### Task description
Stop after the line with "ExecutionContext<'_>, args: &[String])"; until then, please copy every line of the records word for word from the first.

[Saved data entries]
//! Session lifecycle: `connect`, `disconnect`, `status`.

use crate::client::{AuthMethod, ClientSettings, Credentials, Session, SessionStatus};
use crate::error::{ApiError, ShellError};
use crate::shell::{Command, ExecutionContext};
use clap::Parser;
use tracing::{info, warn};

/// Environment variable supplying the logon password non-interactively.
pub const PASSWORD_ENV: &str = "PAMSH_PASSWORD";

const CONNECT_USAGE: &str =
    "connect [--server=<url>] [--user=<name>] [--auth=<method>] [--password=<pw>] [--ccp]";

#[derive(Parser, Debug)]
#[command(name = "connect", about = "Log on to the vault")]
struct ConnectArgs {
    /// Vault URL (defaults to the configured server)
    #[arg(long)]
    server: Option<String>,

    /// User name (defaults to the configured user)
    #[arg(long, short = 'u', alias = "username")]
    user: Option<String>,

    /// Authentication method (cyberark, ldap, radius, windows)
    #[arg(long, alias = "auth-method")]
    auth: Option<String>,

    /// Password; otherwise PAMSH_PASSWORD, the credential provider or a prompt
    #[arg(long)]
    password: Option<String>,

    /// Fetch the logon credential from the configured credential provider
    #[arg(long)]
    ccp: bool,
}

pub struct ConnectCommand;

impl Command for ConnectCommand {
    fn name(&self) -> &str {
        "connect"
    }

    fn description(&self) -> &str {
        "Log on to the vault and open a session"
    }

    fn usage(&self) -> &str {
        CONNECT_USAGE
    }

    fn execute(&self, ctx: &mut ExecutionContext<'_>, args: &[String]) -> Result<(), ShellError> {
        let parsed = match ConnectArgs::try_parse_from(
            std::iter::once("connect").chain(args.iter().map(String::as_str)),
        ) {
            Ok(parsed) => parsed,
            Err(e) if e.kind() == clap::error::ErrorKind::DisplayHelp => {
                return ctx.output.message(e.to_string().trim_end());
            }
            Err(e) => {
                let first = e.to_string();
                let first = first.lines().next().unwrap_or_default();
                let first = first.trim_start_matches("error: ");
                return Err(ShellError::Usage(format!("{}; {}", first, CONNECT_USAGE)));
            }
        };

        if let Some(session) = ctx.session.as_ref().filter(|s| s.is_valid()) {
            return Err(ShellError::Usage(format!(
                "already connected to {} as {}; run 'disconnect' first",
                session.server(),
                session.username()
            )));
        }

        // The server override is committed to the shell config only after logon.
        let mut config = ctx.config.clone();
        if let Some(server) = &parsed.server {
            config.set("server", server)?;
        }
        let method = match &parsed.auth {
            Some(auth) => auth.parse::<AuthMethod>()?,
            None => config.auth_method(),
        };

        let settings = ClientSettings::from_config(&config);
        let client = ctx.connector.connect(&settings)?;

        let mut username = parsed.user.clone().or_else(|| config.username.clone());
        let password = match parsed.password.clone() {
            Some(password) => password,
            None => match std::env::var(PASSWORD_ENV).ok().filter(|p| !p.is_empty()) {
                Some(password) => password,
                None if parsed.ccp => {
                    let ccp = config.ccp.clone().ok_or_else(|| {
                        ShellError::Config(
                            "no [ccp] block configured for credential provider logon".to_string(),
                        )
                    })?;
                    let credential = ctx.run(client.fetch_ccp_credential(&ccp))??;
                    if username.is_none() {
                        username = credential.user_name.clone();
                    }
                    credential.content
                }
                None => {
                    let name = prompt_username(username.as_deref())?;
                    username = Some(name);
                    dialoguer::Password::new()
                        .with_prompt("Password")
                        .interact()?
                }
            },
        };
        let username = match username {
            Some(name) => name,
            None => prompt_username(None)?,
        };

        let credentials = Credentials {
            username: username.clone(),
            password,
            method,
        };
        let token = ctx.run(client.logon(&credentials))??;
        ctx.config.server = config.server;
        let session = Session::new(client, token, settings.server.clone(), username, method);
        info!(server = %session.server(), user = %session.username(), method = %method, "Connected");
        let message = format!("Connected to {} as {}", session.server(), session.username());
        *ctx.session = Some(session);
        ctx.output.message(message)
    }
}

/// Ask for a user name unless one is already known.
fn prompt_username(known: Option<&str>) -> Result<String, ShellError> {
    match known {
        Some(name) => Ok(name.to_string()),
        None => Ok(dialoguer::Input::<String>::new()
            .with_prompt("Username")
            .interact_text()?),
    }
}

pub struct DisconnectCommand;

impl Command for DisconnectCommand {
    fn name(&self) -> &str {
        "disconnect"
    }

    fn description(&self) -> &str {
        "Log off and close the current session"
    }

    fn usage(&self) -> &str {
        "disconnect"
    }

    fn execute(&self, ctx: &mut ExecutionContext<'_>, _args: &[String]) -> Result<(), ShellError> {
        let Some(session) = ctx.session.take() else {
            return ctx.output.message("Not connected.");
        };
        if session.is_valid() {
            let client = session.client();
            match ctx.run(client.logoff(session.token()))? {
                Ok(()) => {}
                Err(ApiError::Unauthorized(_)) => {}
                Err(e) => warn!(error = %e, "Logoff failed, dropping session anyway"),
            }
        }
        info!(server = %session.server(), "Disconnected");
        ctx.output.message(format!("Disconnected from {}", session.server()))
    }
}

pub struct StatusCommand;

impl Command for StatusCommand {
    fn name(&self) -> &str {
        "status"
    }

    fn description(&self) -> &str {
        "Show the current session"
    }

    fn usage(&self) -> &str {
        "status"
    }

    fn execute(&self, ctx: &mut ExecutionContext<'_>, _args: &[String]) -> Result<(), ShellError> {
        let status = match ctx.session.as_ref() {
            Some(session) => session.status(),
            None => SessionStatus::disconnected(),
        };
        ctx.output.format(&status)
    }
}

### Your solution
//! Session lifecycle: `connect`, `disconnect`, `status`.

use crate::client::{AuthMethod, ClientSettings, Credentials, Session, SessionStatus};
use crate::error::{ApiError, ShellError};
use crate::shell::{Command, ExecutionContext};
use clap::Parser;
use tracing::{info, warn};

/// Environment variable supplying the logon password non-interactively.
pub const PASSWORD_ENV: &str = "PAMSH_PASSWORD";

const CONNECT_USAGE: &str =
    "connect [--server=<url>] [--user=<name>] [--auth=<method>] [--password=<pw>] [--ccp]";

#[derive(Parser, Debug)]
#[command(name = "connect", about = "Log on to the vault")]
struct ConnectArgs {
    /// Vault URL (defaults to the configured server)
    #[arg(long)]
    server: Option<String>,

    /// User name (defaults to the configured user)
    #[arg(long, short = 'u', alias = "username")]
    user: Option<String>,

    /// Authentication method (cyberark, ldap, radius, windows)
    #[arg(long, alias = "auth-method")]
    auth: Option<String>,

    /// Password; otherwise PAMSH_PASSWORD, the credential provider or a prompt
    #[arg(long)]
    password: Option<String>,

    /// Fetch the logon credential from the configured credential provider
    #[arg(long)]
    ccp: bool,
}

pub struct ConnectCommand;

impl Command for ConnectCommand {
    fn name(&self) -> &str {
        "connect"
    }

    fn description(&self) -> &str {
        "Log on to the vault and open a session"
    }

    fn usage(&self) -> &str {
        CONNECT_USAGE
    }

    fn execute(&self, ctx: &mut ExecutionContext<'_>, args: &[String]) -> Result<(), ShellError> {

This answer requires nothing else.